[Extracted data entries]
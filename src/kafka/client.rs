//! Kafka broker backed by librdkafka
//!
//! Publishing goes through one shared `FutureProducer`. Every listener gets
//! its own `StreamConsumer`, either subscribed (group-managed) or assigned to
//! explicit partitions, and a pump task that forwards converted records to
//! the listener's delivery stream until the stream is dropped.
//!
//! SASL and SSL settings are applied to producers, consumers and the admin
//! client alike.

use std::sync::Arc;
use std::time::Duration;

use async_trait::async_trait;
use rdkafka::admin::{AdminClient, AdminOptions, NewTopic, TopicReplication};
use rdkafka::client::DefaultClientContext;
use rdkafka::config::ClientConfig;
use rdkafka::consumer::{Consumer, StreamConsumer};
use rdkafka::error::KafkaError;
use rdkafka::message::{BorrowedMessage, Header, Headers, Message, OwnedHeaders};
use rdkafka::producer::{FutureProducer, FutureRecord, Producer};
use rdkafka::types::RDKafkaErrorCode;
use rdkafka::util::Timeout;
use rdkafka::TopicPartitionList;
use tokio::sync::mpsc::unbounded_channel;
use tracing::{debug, info, warn};

use super::broker::{ConsumerRequest, DeliveryStream, MessageBroker, Subscription};
use super::constants::ADMIN_OPERATION_TIMEOUT_MS;
use super::error::{DemoError, Result};
use super::messages::{OutboundMessage, ReceivedMessage, SendResult, TopicSpec};
use crate::config::Config;

/// Client settings shared by producers, consumers and the admin client
pub fn base_client_config(config: &Config) -> ClientConfig {
    let mut client_config = ClientConfig::new();

    client_config.set("bootstrap.servers", &config.bootstrap_servers);
    client_config.set("client.id", &config.client_id);
    client_config.set("security.protocol", &config.security_protocol);

    if config.uses_sasl() {
        client_config.set("sasl.mechanism", &config.sasl_mechanism);

        if !config.sasl_username.is_empty() {
            client_config.set("sasl.username", &config.sasl_username);
        }

        if !config.sasl_password.is_empty() {
            client_config.set("sasl.password", &config.sasl_password);
        }
    }

    if config.uses_ssl() {
        client_config.set("ssl.endpoint.identification.algorithm", "https");
    }

    client_config
}

/// Consumer settings for one listener
pub fn consumer_client_config(config: &Config, request: &ConsumerRequest) -> ClientConfig {
    let mut client_config = base_client_config(config);
    client_config
        .set("group.id", &request.group_id)
        .set(
            "client.id",
            format!("{}-{}", config.client_id, request.listener),
        )
        .set("enable.auto.commit", "true")
        .set("auto.offset.reset", &config.auto_offset_reset)
        .set("session.timeout.ms", config.session_timeout_ms.to_string());
    client_config
}

/// Broker talking to a Kafka cluster
pub struct KafkaBroker {
    producer: FutureProducer,
    config: Arc<Config>,
}

impl KafkaBroker {
    /// Create the shared producer
    ///
    /// librdkafka connects lazily, so an unreachable cluster is only
    /// noticed on the first publish or metadata request.
    pub fn new(config: Arc<Config>) -> Result<Self> {
        let mut client_config = base_client_config(&config);
        client_config.set("message.timeout.ms", config.message_timeout_ms.to_string());
        client_config.set("acks", "all");

        let producer: FutureProducer = client_config.create()?;
        info!(
            "Kafka producer created for {} ({})",
            config.bootstrap_servers, config.security_protocol
        );

        Ok(Self { producer, config })
    }

    fn warn_on_partition_shortfall(
        &self,
        admin: &AdminClient<DefaultClientContext>,
        topics: &[TopicSpec],
    ) {
        let timeout = Duration::from_millis(ADMIN_OPERATION_TIMEOUT_MS);
        for spec in topics {
            match admin.inner().fetch_metadata(Some(&spec.name), timeout) {
                Ok(metadata) => {
                    let actual = metadata
                        .topics()
                        .iter()
                        .find(|t| t.name() == spec.name)
                        .map(|t| t.partitions().len() as i32)
                        .unwrap_or(0);
                    if actual < spec.partitions {
                        warn!(
                            "Topic '{}' has {} partitions, {} expected",
                            spec.name, actual, spec.partitions
                        );
                    }
                }
                Err(e) => warn!("Could not read metadata for '{}': {}", spec.name, e),
            }
        }
    }
}

/// Copy a consumed record out of librdkafka's buffer
fn to_received(message: &BorrowedMessage<'_>) -> Result<ReceivedMessage> {
    let payload = match message.payload_view::<str>() {
        None => String::new(),
        Some(Ok(text)) => text.to_string(),
        Some(Err(e)) => {
            return Err(DemoError::Consumer(format!(
                "payload at {}[{}]@{} is not UTF-8: {}",
                message.topic(),
                message.partition(),
                message.offset(),
                e
            )))
        }
    };

    let key = message
        .key()
        .map(|k| String::from_utf8_lossy(k).into_owned());

    let headers = message
        .headers()
        .map(|headers| {
            headers
                .iter()
                .map(|h| {
                    let value = h
                        .value
                        .map(|v| String::from_utf8_lossy(v).into_owned())
                        .unwrap_or_default();
                    (h.key.to_string(), value)
                })
                .collect()
        })
        .unwrap_or_default();

    Ok(ReceivedMessage {
        topic: message.topic().to_string(),
        partition: message.partition(),
        offset: message.offset(),
        key,
        payload,
        headers,
    })
}

#[async_trait]
impl MessageBroker for KafkaBroker {
    async fn publish(&self, message: &OutboundMessage) -> Result<SendResult> {
        let mut record = FutureRecord::to(&message.topic).payload(message.payload.as_str());

        if let Some(key) = &message.key {
            record = record.key(key.as_str());
        }

        if let Some(partition) = message.partition {
            record = record.partition(partition);
        }

        if !message.headers.is_empty() {
            let headers = message
                .headers
                .iter()
                .fold(OwnedHeaders::new(), |headers, (name, value)| {
                    headers.insert(Header {
                        key: name,
                        value: Some(value.as_str()),
                    })
                });
            record = record.headers(headers);
        }

        let timeout = Timeout::After(Duration::from_millis(self.config.message_timeout_ms));

        let (partition, offset) = self
            .producer
            .send(record, timeout)
            .await
            .map_err(|(err, _)| DemoError::Publish {
                topic: message.topic.clone(),
                partition: message.partition.unwrap_or(-1),
                error: err.to_string(),
            })?;

        Ok(SendResult { partition, offset })
    }

    async fn open_consumer(&self, request: ConsumerRequest) -> Result<DeliveryStream> {
        let consumer: StreamConsumer = consumer_client_config(&self.config, &request).create()?;

        match &request.subscription {
            Subscription::Topics(topics) => {
                let topics: Vec<&str> = topics.iter().map(String::as_str).collect();
                consumer.subscribe(&topics)?;
            }
            Subscription::Partitions { topic, partitions } => {
                let mut assignment = TopicPartitionList::new();
                for partition in partitions {
                    assignment.add_partition(topic, *partition);
                }
                consumer.assign(&assignment)?;
            }
        }

        info!(
            "Consumer for listener '{}' joined group '{}' on {:?}",
            request.listener, request.group_id, request.subscription
        );

        let (tx, rx) = unbounded_channel();
        let listener = request.listener;
        tokio::spawn(async move {
            loop {
                let delivery = tokio::select! {
                    _ = tx.closed() => break,
                    received = consumer.recv() => match received {
                        Ok(message) => to_received(&message),
                        Err(e) => Err(DemoError::Kafka(e)),
                    },
                };
                if tx.send(delivery).is_err() {
                    break;
                }
            }
            debug!("Consumer pump for listener '{}' stopped", listener);
        });

        Ok(rx)
    }

    /// At least one broker has to answer a metadata request
    async fn health_check(&self) -> Result<()> {
        let timeout = Duration::from_millis(ADMIN_OPERATION_TIMEOUT_MS);
        let metadata = self
            .producer
            .client()
            .fetch_metadata(None, timeout)
            .map_err(|e| DemoError::BrokerUnavailable(format!("Failed to fetch metadata: {}", e)))?;

        if metadata.brokers().is_empty() {
            return Err(DemoError::BrokerUnavailable(
                "metadata response listed no brokers".to_string(),
            ));
        }
        debug!("Metadata lists {} broker(s)", metadata.brokers().len());
        Ok(())
    }

    async fn ensure_topics(&self, topics: &[TopicSpec]) -> Result<()> {
        let admin: AdminClient<DefaultClientContext> = base_client_config(&self.config).create()?;
        let options = AdminOptions::new()
            .operation_timeout(Some(Duration::from_millis(ADMIN_OPERATION_TIMEOUT_MS)));

        let new_topics: Vec<NewTopic> = topics
            .iter()
            .map(|t| NewTopic::new(&t.name, t.partitions, TopicReplication::Fixed(t.replication)))
            .collect();

        for result in admin.create_topics(&new_topics, &options).await? {
            match result {
                Ok(name) => info!("Created topic '{}'", name),
                Err((name, RDKafkaErrorCode::TopicAlreadyExists)) => {
                    debug!("Topic '{}' already exists", name)
                }
                Err((name, code)) => {
                    warn!("Failed to create topic '{}': {}", name, code);
                    return Err(DemoError::Kafka(KafkaError::AdminOp(code)));
                }
            }
        }

        self.warn_on_partition_shortfall(&admin, topics);
        Ok(())
    }

    fn flush(&self, timeout: Duration) -> Result<()> {
        self.producer.flush(Timeout::After(timeout))?;
        Ok(())
    }

    fn name(&self) -> &'static str {
        "kafka"
    }
}

impl std::fmt::Debug for KafkaBroker {
    fn fmt(&self, f: &mut std::fmt::Formatter<'_>) -> std::fmt::Result {
        f.debug_struct("KafkaBroker")
            .field("bootstrap_servers", &self.config.bootstrap_servers)
            .field("security_protocol", &self.config.security_protocol)
            .finish()
    }
}

#[cfg(test)]
mod tests {
    use super::*;

    #[test]
    fn test_plaintext_client_config() {
        let config = Config::default();
        let client_config = base_client_config(&config);
        assert_eq!(client_config.get("bootstrap.servers"), Some("localhost:9092"));
        assert_eq!(client_config.get("security.protocol"), Some("PLAINTEXT"));
        assert_eq!(client_config.get("sasl.mechanism"), None);
        assert_eq!(client_config.get("ssl.endpoint.identification.algorithm"), None);
    }

    #[test]
    fn test_sasl_ssl_client_config() {
        let config = Config {
            security_protocol: "SASL_SSL".to_string(),
            sasl_mechanism: "SCRAM-SHA-512".to_string(),
            sasl_username: "demo".to_string(),
            sasl_password: "secret".to_string(),
            ..Config::default()
        };
        let client_config = base_client_config(&config);
        assert_eq!(client_config.get("sasl.mechanism"), Some("SCRAM-SHA-512"));
        assert_eq!(client_config.get("sasl.username"), Some("demo"));
        assert_eq!(client_config.get("sasl.password"), Some("secret"));
        assert_eq!(
            client_config.get("ssl.endpoint.identification.algorithm"),
            Some("https")
        );
    }

    #[test]
    fn test_consumer_client_config() {
        let config = Config::default();
        let request = ConsumerRequest {
            listener: "group-foo".to_string(),
            group_id: "foo".to_string(),
            subscription: Subscription::Topics(vec!["topic1".to_string()]),
        };
        let client_config = consumer_client_config(&config, &request);
        assert_eq!(client_config.get("group.id"), Some("foo"));
        assert_eq!(client_config.get("client.id"), Some("kafka-demo-group-foo"));
        assert_eq!(client_config.get("enable.auto.commit"), Some("true"));
        assert_eq!(client_config.get("auto.offset.reset"), Some("earliest"));
    }
}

**Exercise**
Where does "TopicReplication" occur in the data? Copy each line that has it.

**Written solution**
use rdkafka::admin::{AdminClient, AdminOptions, NewTopic, TopicReplication};
            .map(|t| NewTopic::new(&t.name, t.partitions, TopicReplication::Fixed(t.replication)))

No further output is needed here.